La chambre des secrets
La pièce portait bien son nom. Aucun écho. Même la canne de Maurevers, d’ordinaire si sonore sur les dalles, semblait hésiter. Les murs étaient tendus de velours sombre, et une grande table en noyer trônait au centre, couverte de feuillets à demi classés.
La magistrate était déjà là. Raide. Digne. Une figure de marbre sur un trône administratif. Elle ne parlait pas — elle attendait. Et dans cette attente, il y avait plus de pouvoir que dans les discours.
— Motif de votre requête ?
Maurevers déposa le dossier. Lentement. Presque rituellement.
— Incohérences. Substitutions. Vol de page. Et surtout, une mémoire qui ne s’est jamais refermée.
Lauris ajouta :
— Nous ne demandons pas la révision par caprice. Mais parce qu’elle s’impose à l’Histoire.
La magistrate les fixa longuement. Puis :
— Trois jours. Archives, entretiens, témoignages. Pas un de plus. Après, vous n’êtes plus ici.
Ils signèrent.
En sortant, la pluie avait commencé. Les pavés brillaient sous la lumière des réverbères. Maurevers marcha lentement, absorbé. Ses gants ruisselaient. Mais il ne les retira pas.
— Trois jours, murmura-t-il. Et si nous ne trouvons rien, c’est que le mensonge est plus ancien que la Révolution.
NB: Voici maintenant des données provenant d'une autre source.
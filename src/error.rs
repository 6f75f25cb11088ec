//! Error types for user data operations.
//!
//! Storage failures live in [`crate::storage::StorageError`]; this module adds the
//! validation errors raised for incoming records and the top level error returned
//! by [`crate::UserDataService`].

use crate::config::ConfigError;
use crate::storage::StorageError;

/// Main error type for service operations.
#[derive(Debug, thiserror::Error)]
pub enum UserDataError {
    /// Reading or writing the record store failed
    #[error("Storage error: {0}")]
    Storage(#[from] StorageError),

    /// An incoming record was rejected
    #[error("Validation error: {0}")]
    Validation(#[from] ValidationError),

    /// Startup configuration is unusable
    #[error("Configuration error: {0}")]
    Config(#[from] ConfigError),

    /// A lookup by name matched nothing
    #[error("User '{name}' not found")]
    NotFound { name: String },

    /// Invalid request format or parameters
    #[error("Invalid request: {message}")]
    InvalidRequest { message: String },
}

/// Validation errors for a single user record or bulk candidate.
#[derive(Debug, Clone, PartialEq, Eq, thiserror::Error)]
pub enum ValidationError {
    /// Required field is absent
    #[error("Required field '{field}' is missing")]
    MissingField { field: &'static str },

    /// Required field is present but empty
    #[error("Required field '{field}' is empty")]
    EmptyField { field: &'static str },
}

impl UserDataError {
    /// Create an invalid request error.
    pub fn invalid_request(message: impl Into<String>) -> Self {
        Self::InvalidRequest {
            message: message.into(),
        }
    }

    /// Stable machine readable code, used in MCP error payloads.
    pub fn error_code(&self) -> &'static str {
        match self {
            Self::Storage(_) => "STORAGE_ERROR",
            Self::Validation(_) => "VALIDATION_ERROR",
            Self::Config(_) => "CONFIGURATION_ERROR",
            Self::NotFound { .. } => "USER_NOT_FOUND",
            Self::InvalidRequest { .. } => "INVALID_REQUEST",
        }
    }
}

/// Result type for service operations.
pub type UserDataResult<T> = Result<T, UserDataError>;
//! Email domain histogram.

use crate::model::UserRecord;
use serde::ser::{Serialize, SerializeMap, Serializer};
use std::collections::HashMap;

/// Occurrence count per email domain, in first-seen order.
///
/// Keeping insertion order makes [`DomainHistogram::most_common`] deterministic:
/// among equally frequent domains the one seen first wins. Serializes as a JSON
/// object in the same order.
#[derive(Debug, Clone, Default, PartialEq, Eq)]
pub struct DomainHistogram {
    entries: Vec<(String, usize)>,
    index: HashMap<String, usize>,
}

impl DomainHistogram {
    pub fn new() -> Self {
        Self::default()
    }

    /// Count the domains of every record whose email contains `@`.
    pub fn from_records<'a>(records: impl IntoIterator<Item = &'a UserRecord>) -> Self {
        let mut histogram = Self::new();
        for record in records {
            histogram.record_email(record);
        }
        histogram
    }

    /// Count the record's domain, if its email has one. Returns whether it did.
    pub fn record_email(&mut self, record: &UserRecord) -> bool {
        match record.email_domain() {
            Some(domain) => {
                self.increment(domain);
                true
            }
            None => false,
        }
    }

    /// Add one occurrence of `domain`.
    pub fn increment(&mut self, domain: &str) {
        match self.index.get(domain) {
            Some(&slot) => self.entries[slot].1 += 1,
            None => {
                self.index.insert(domain.to_string(), self.entries.len());
                self.entries.push((domain.to_string(), 1));
            }
        }
    }

    pub fn get(&self, domain: &str) -> Option<usize> {
        self.index.get(domain).map(|&slot| self.entries[slot].1)
    }

    /// Number of distinct domains.
    pub fn len(&self) -> usize {
        self.entries.len()
    }

    pub fn is_empty(&self) -> bool {
        self.entries.is_empty()
    }

    /// Sum of all counts.
    pub fn total(&self) -> usize {
        self.entries.iter().map(|(_, count)| count).sum()
    }

    /// Domain with the highest count; ties resolve to the first-seen domain.
    pub fn most_common(&self) -> Option<(&str, usize)> {
        let mut best: Option<(&str, usize)> = None;
        for (domain, count) in &self.entries {
            if best.is_none_or(|(_, top)| *count > top) {
                best = Some((domain.as_str(), *count));
            }
        }
        best
    }

    /// Domains and counts in first-seen order.
    pub fn iter(&self) -> impl Iterator<Item = (&str, usize)> {
        self.entries.iter().map(|(d, c)| (d.as_str(), *c))
    }

    /// Domain names in first-seen order.
    pub fn domains(&self) -> impl Iterator<Item = &str> {
        self.entries.iter().map(|(d, _)| d.as_str())
    }
}

impl Serialize for DomainHistogram {
    fn serialize<S: Serializer>(&self, serializer: S) -> Result<S::Ok, S::Error> {
        let mut map = serializer.serialize_map(Some(self.entries.len()))?;
        for (domain, count) in &self.entries {
            map.serialize_entry(domain, count)?;
        }
        map.end()
    }
}

impl std::fmt::Display for DomainHistogram {
    fn fmt(&self, f: &mut std::fmt::Formatter<'_>) -> std::fmt::Result {
        write!(f, "{{")?;
        for (i, (domain, count)) in self.entries.iter().enumerate() {
            if i > 0 {
                write!(f, ", ")?;
            }
            write!(f, "'{}': {}", domain, count)?;
        }
        write!(f, "}}")
    }
}
//! Storage-specific error types.
//!
//! These errors describe failures to read or write the persisted user collection,
//! separate from validation or lookup outcomes. A missing storage file is not an
//! error; see [`crate::storage::RecordStore::load`].

use std::path::{Path, PathBuf};

/// Errors that can occur while loading or saving the user collection.
#[derive(Debug, thiserror::Error)]
pub enum StorageError {
    /// The filesystem refused a read, write or rename.
    #[error("Failed to {operation} '{}': {source}", path.display())]
    Io {
        operation: &'static str,
        path: PathBuf,
        #[source]
        source: std::io::Error,
    },

    /// Stored content could not be parsed as a user document.
    #[error("Corrupt user data in '{}': {source}", path.display())]
    Corrupt {
        path: PathBuf,
        #[source]
        source: serde_json::Error,
    },

    /// The collection could not be serialized.
    #[error("Failed to serialize user data: {0}")]
    Serialization(#[source] serde_json::Error),

    /// The store was configured with an unusable location.
    #[error("Invalid storage configuration: {message}")]
    Configuration { message: String },

    /// Backend refused the operation (used by test doubles and non-file stores).
    #[error("Storage unavailable: {message}")]
    Unavailable { message: String },
}

impl StorageError {
    pub(crate) fn io(operation: &'static str, path: &Path, source: std::io::Error) -> Self {
        Self::Io {
            operation,
            path: path.to_path_buf(),
            source,
        }
    }

    pub(crate) fn corrupt(path: &Path, source: serde_json::Error) -> Self {
        Self::Corrupt {
            path: path.to_path_buf(),
            source,
        }
    }

    /// Create a configuration error.
    pub fn configuration(message: impl Into<String>) -> Self {
        Self::Configuration {
            message: message.into(),
        }
    }

    /// Create an unavailable error.
    pub fn unavailable(message: impl Into<String>) -> Self {
        Self::Unavailable {
            message: message.into(),
        }
    }

    /// True when the stored content itself is unreadable, as opposed to an I/O fault.
    pub fn is_corruption(&self) -> bool {
        matches!(self, Self::Corrupt { .. })
    }
}
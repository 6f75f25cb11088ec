//! Analysis tool schema definitions for MCP integration

use serde_json::{Value, json};

/// Schema definition for the user analysis tool
pub fn analyze_users_tool() -> Value {
    json!({
        "name": "analyze_users",
        "description": "Analyze user data and provide insights on email domains, names and data quality",
        "inputSchema": {
            "type": "object",
            "properties": {}
        }
    })
}

/// Schema definition for the long running simulation tool
pub fn process_users_simulation_tool() -> Value {
    json!({
        "name": "process_users_simulation",
        "description": "Simulate a long-running user processing task with progress reporting",
        "inputSchema": {
            "type": "object",
            "properties": {
                "duration_seconds": {
                    "type": "integer",
                    "minimum": 0,
                    "description": "How long the simulated task runs"
                }
            },
            "required": ["duration_seconds"]
        }
    })
}
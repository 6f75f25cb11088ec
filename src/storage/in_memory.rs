//! In-memory record store.
//!
//! Keeps the collection behind a tokio `RwLock`. Until the first save the store
//! reports its collection as missing, mirroring a JSON store whose file has not
//! been written yet. Saves can be made to fail on demand, which is how tests
//! exercise the storage error paths.

use crate::model::{RecordCollection, UserRecord};
use crate::storage::{RecordStore, StorageError};
use std::sync::Arc;
use std::sync::atomic::{AtomicBool, AtomicUsize, Ordering};
use tokio::sync::RwLock;

/// Thread-safe in-memory store.
///
/// Clones share the same underlying collection.
#[derive(Clone, Default)]
pub struct InMemoryStore {
    users: Arc<RwLock<Option<Vec<UserRecord>>>>,
    fail_saves: Arc<AtomicBool>,
    save_count: Arc<AtomicUsize>,
}

impl InMemoryStore {
    /// Create a store with nothing persisted.
    pub fn new() -> Self {
        Self::default()
    }

    /// Create a store that already holds `records`.
    pub fn with_records(records: Vec<UserRecord>) -> Self {
        Self {
            users: Arc::new(RwLock::new(Some(records))),
            ..Self::default()
        }
    }

    /// Forget everything, returning to the "nothing persisted" state.
    pub async fn clear(&self) {
        *self.users.write().await = None;
    }

    /// Make every following save fail with [`StorageError::Unavailable`].
    pub fn set_save_failure(&self, fail: bool) {
        self.fail_saves.store(fail, Ordering::SeqCst);
    }

    /// Number of successful saves so far.
    pub fn save_count(&self) -> usize {
        self.save_count.load(Ordering::SeqCst)
    }
}

impl RecordStore for InMemoryStore {
    async fn load(&self) -> Result<RecordCollection, StorageError> {
        let guard = self.users.read().await;
        Ok(match guard.as_ref() {
            Some(users) => RecordCollection::stored(users.clone()),
            None => RecordCollection::missing(),
        })
    }

    async fn save(&self, collection: &RecordCollection) -> Result<(), StorageError> {
        if self.fail_saves.load(Ordering::SeqCst) {
            return Err(StorageError::unavailable("in-memory store rejects writes"));
        }
        *self.users.write().await = Some(collection.records().to_vec());
        self.save_count.fetch_add(1, Ordering::SeqCst);
        Ok(())
    }

    fn describe(&self) -> String {
        "in-memory".to_string()
    }
}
Vélin, derrière lui, griffonna une dernière note dans la marge du carnet :
> « Nous entrions dans la dernière demeure de la vérité. Et elle n’était pas vide. »
Mais certains silences ont une odeur. Celle des couloirs vides, de l’humidité sur les dalles anciennes, et des regards qui s’attardent trop longtemps.
En quittant la Chambre des Silences, Maurevers n’était pas apaisé. Il était prêt. Prêt à descendre plus bas, à sortir du marbre judiciaire pour s’enfoncer dans les ruelles de la mémoire oubliée. Et pour cela, il allait lui falloir un limier. Ou mieux : un complice revenu du passé.